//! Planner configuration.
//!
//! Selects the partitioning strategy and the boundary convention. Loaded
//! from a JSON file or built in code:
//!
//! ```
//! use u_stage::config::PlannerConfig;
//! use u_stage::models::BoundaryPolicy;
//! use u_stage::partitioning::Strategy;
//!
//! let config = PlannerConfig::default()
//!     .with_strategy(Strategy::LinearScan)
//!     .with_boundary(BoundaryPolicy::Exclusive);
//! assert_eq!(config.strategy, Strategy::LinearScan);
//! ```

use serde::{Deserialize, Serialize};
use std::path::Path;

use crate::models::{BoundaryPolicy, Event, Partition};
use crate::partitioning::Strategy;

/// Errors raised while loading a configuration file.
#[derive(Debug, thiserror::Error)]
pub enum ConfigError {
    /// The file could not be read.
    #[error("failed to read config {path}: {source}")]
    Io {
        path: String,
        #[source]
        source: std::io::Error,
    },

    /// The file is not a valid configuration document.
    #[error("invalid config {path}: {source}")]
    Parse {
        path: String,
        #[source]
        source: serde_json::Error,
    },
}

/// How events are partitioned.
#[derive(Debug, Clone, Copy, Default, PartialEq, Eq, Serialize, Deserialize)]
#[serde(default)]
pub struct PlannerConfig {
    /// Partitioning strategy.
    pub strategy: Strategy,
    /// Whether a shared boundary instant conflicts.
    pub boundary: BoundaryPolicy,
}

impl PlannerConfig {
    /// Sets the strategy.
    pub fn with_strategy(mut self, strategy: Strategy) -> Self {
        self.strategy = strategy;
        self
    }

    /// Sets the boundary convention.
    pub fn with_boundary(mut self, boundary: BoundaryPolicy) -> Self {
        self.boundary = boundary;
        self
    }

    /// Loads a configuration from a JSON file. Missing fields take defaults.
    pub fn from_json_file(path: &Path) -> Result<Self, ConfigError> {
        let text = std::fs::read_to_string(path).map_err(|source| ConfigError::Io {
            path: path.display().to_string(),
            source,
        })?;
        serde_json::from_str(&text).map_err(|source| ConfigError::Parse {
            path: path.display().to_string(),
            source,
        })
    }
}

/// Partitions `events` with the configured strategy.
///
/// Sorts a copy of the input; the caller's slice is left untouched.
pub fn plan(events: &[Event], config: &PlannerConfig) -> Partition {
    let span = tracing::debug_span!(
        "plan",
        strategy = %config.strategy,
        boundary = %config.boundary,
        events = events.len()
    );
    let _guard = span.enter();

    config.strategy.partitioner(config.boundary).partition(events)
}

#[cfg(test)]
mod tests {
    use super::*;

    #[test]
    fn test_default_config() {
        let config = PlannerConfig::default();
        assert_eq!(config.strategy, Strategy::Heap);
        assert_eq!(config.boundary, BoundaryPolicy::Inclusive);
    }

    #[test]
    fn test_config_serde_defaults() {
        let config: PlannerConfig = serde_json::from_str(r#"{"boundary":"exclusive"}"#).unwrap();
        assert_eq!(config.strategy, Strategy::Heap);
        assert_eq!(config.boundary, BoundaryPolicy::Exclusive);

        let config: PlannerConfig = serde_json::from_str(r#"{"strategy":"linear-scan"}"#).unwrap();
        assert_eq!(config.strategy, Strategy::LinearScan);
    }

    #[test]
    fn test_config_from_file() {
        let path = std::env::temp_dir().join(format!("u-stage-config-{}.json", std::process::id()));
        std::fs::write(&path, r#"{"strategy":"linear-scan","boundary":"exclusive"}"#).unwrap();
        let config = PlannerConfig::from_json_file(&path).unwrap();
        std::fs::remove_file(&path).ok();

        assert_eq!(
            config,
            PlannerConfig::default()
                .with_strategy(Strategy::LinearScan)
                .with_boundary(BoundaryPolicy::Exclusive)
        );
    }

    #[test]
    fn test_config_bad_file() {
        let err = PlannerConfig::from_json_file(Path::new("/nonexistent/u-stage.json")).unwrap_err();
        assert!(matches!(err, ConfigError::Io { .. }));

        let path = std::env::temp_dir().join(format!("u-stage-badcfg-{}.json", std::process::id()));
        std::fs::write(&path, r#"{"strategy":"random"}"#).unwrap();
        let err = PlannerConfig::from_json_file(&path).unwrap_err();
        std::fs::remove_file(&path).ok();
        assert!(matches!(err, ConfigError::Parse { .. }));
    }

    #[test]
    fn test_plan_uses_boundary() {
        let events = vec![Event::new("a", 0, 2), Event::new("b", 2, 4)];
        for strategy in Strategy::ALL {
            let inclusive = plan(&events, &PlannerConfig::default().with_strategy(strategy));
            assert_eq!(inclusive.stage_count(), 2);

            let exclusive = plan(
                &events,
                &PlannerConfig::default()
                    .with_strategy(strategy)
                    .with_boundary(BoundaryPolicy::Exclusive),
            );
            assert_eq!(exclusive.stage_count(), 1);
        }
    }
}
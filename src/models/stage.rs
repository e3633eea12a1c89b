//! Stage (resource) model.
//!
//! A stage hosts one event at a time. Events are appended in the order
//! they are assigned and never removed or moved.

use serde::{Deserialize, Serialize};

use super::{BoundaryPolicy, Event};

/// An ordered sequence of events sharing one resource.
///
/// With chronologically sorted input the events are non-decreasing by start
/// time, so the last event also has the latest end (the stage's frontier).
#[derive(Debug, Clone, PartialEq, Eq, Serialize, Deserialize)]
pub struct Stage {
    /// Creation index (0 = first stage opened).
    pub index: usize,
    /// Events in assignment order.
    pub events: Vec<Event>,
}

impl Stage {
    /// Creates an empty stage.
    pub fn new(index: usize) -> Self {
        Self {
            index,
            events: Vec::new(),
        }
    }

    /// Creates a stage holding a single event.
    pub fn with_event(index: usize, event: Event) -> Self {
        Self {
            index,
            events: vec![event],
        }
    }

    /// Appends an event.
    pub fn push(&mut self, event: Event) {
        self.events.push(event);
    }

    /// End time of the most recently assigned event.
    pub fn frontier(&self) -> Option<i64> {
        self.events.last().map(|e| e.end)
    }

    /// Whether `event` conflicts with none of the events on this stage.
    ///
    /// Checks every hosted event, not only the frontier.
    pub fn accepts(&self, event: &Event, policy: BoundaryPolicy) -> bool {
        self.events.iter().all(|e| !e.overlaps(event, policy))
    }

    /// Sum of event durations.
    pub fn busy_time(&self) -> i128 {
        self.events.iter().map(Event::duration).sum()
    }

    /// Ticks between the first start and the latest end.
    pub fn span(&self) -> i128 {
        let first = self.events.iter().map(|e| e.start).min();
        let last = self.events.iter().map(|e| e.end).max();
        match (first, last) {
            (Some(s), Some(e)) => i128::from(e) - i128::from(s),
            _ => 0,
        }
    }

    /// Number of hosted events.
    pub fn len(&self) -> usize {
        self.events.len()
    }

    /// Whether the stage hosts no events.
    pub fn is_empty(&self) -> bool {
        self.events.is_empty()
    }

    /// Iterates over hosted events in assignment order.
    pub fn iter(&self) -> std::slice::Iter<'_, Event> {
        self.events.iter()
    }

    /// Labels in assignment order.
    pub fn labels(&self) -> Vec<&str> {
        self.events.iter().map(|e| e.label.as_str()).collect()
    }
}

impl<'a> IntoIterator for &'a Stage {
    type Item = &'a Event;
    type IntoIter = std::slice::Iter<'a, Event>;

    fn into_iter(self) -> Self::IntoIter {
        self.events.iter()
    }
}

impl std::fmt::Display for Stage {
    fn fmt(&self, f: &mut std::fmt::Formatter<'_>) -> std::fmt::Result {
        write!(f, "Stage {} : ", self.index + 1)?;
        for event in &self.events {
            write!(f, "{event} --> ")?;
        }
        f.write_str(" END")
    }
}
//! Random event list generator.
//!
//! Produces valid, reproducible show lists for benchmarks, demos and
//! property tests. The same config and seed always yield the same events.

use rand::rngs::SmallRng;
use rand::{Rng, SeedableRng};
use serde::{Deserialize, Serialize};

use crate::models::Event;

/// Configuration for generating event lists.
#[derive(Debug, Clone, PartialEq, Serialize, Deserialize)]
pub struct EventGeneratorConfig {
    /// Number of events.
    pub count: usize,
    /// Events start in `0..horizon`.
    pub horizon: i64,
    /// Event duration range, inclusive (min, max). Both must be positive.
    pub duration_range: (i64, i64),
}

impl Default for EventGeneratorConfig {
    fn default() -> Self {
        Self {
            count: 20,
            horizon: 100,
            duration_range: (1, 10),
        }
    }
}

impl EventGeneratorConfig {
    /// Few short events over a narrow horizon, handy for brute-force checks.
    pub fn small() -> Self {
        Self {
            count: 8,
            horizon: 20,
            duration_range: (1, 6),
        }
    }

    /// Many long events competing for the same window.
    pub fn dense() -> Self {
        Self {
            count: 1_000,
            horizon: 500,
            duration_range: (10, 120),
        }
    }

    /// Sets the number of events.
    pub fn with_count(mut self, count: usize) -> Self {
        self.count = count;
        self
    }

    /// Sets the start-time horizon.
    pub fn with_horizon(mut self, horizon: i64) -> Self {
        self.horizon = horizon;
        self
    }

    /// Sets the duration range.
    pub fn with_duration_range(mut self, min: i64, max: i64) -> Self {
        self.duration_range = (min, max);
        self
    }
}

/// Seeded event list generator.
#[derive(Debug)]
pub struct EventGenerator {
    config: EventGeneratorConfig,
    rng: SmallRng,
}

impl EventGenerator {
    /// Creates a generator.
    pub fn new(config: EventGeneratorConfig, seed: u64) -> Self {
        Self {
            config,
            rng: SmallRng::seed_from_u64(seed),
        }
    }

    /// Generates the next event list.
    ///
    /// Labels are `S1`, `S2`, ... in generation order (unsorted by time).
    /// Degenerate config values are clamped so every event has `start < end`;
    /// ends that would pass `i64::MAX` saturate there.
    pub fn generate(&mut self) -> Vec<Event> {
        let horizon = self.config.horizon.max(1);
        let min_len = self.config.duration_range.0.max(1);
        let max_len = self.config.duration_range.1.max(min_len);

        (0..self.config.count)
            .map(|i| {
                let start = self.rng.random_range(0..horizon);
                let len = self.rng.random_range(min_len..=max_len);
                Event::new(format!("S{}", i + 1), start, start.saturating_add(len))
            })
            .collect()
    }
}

• **WORK TASK**
From the entries above, give again exactly the lines running from the line with "Creates a generator." to the line with "Degenerate config values"; include both of those lines.

• **SOLUTION FOR THIS PROBLEM**
    /// Creates a generator.
    pub fn new(config: EventGeneratorConfig, seed: u64) -> Self {
        Self {
            config,
            rng: SmallRng::seed_from_u64(seed),
        }
    }

    /// Generates the next event list.
    ///
    /// Labels are `S1`, `S2`, ... in generation order (unsorted by time).
    /// Degenerate config values are clamped so every event has `start < end`;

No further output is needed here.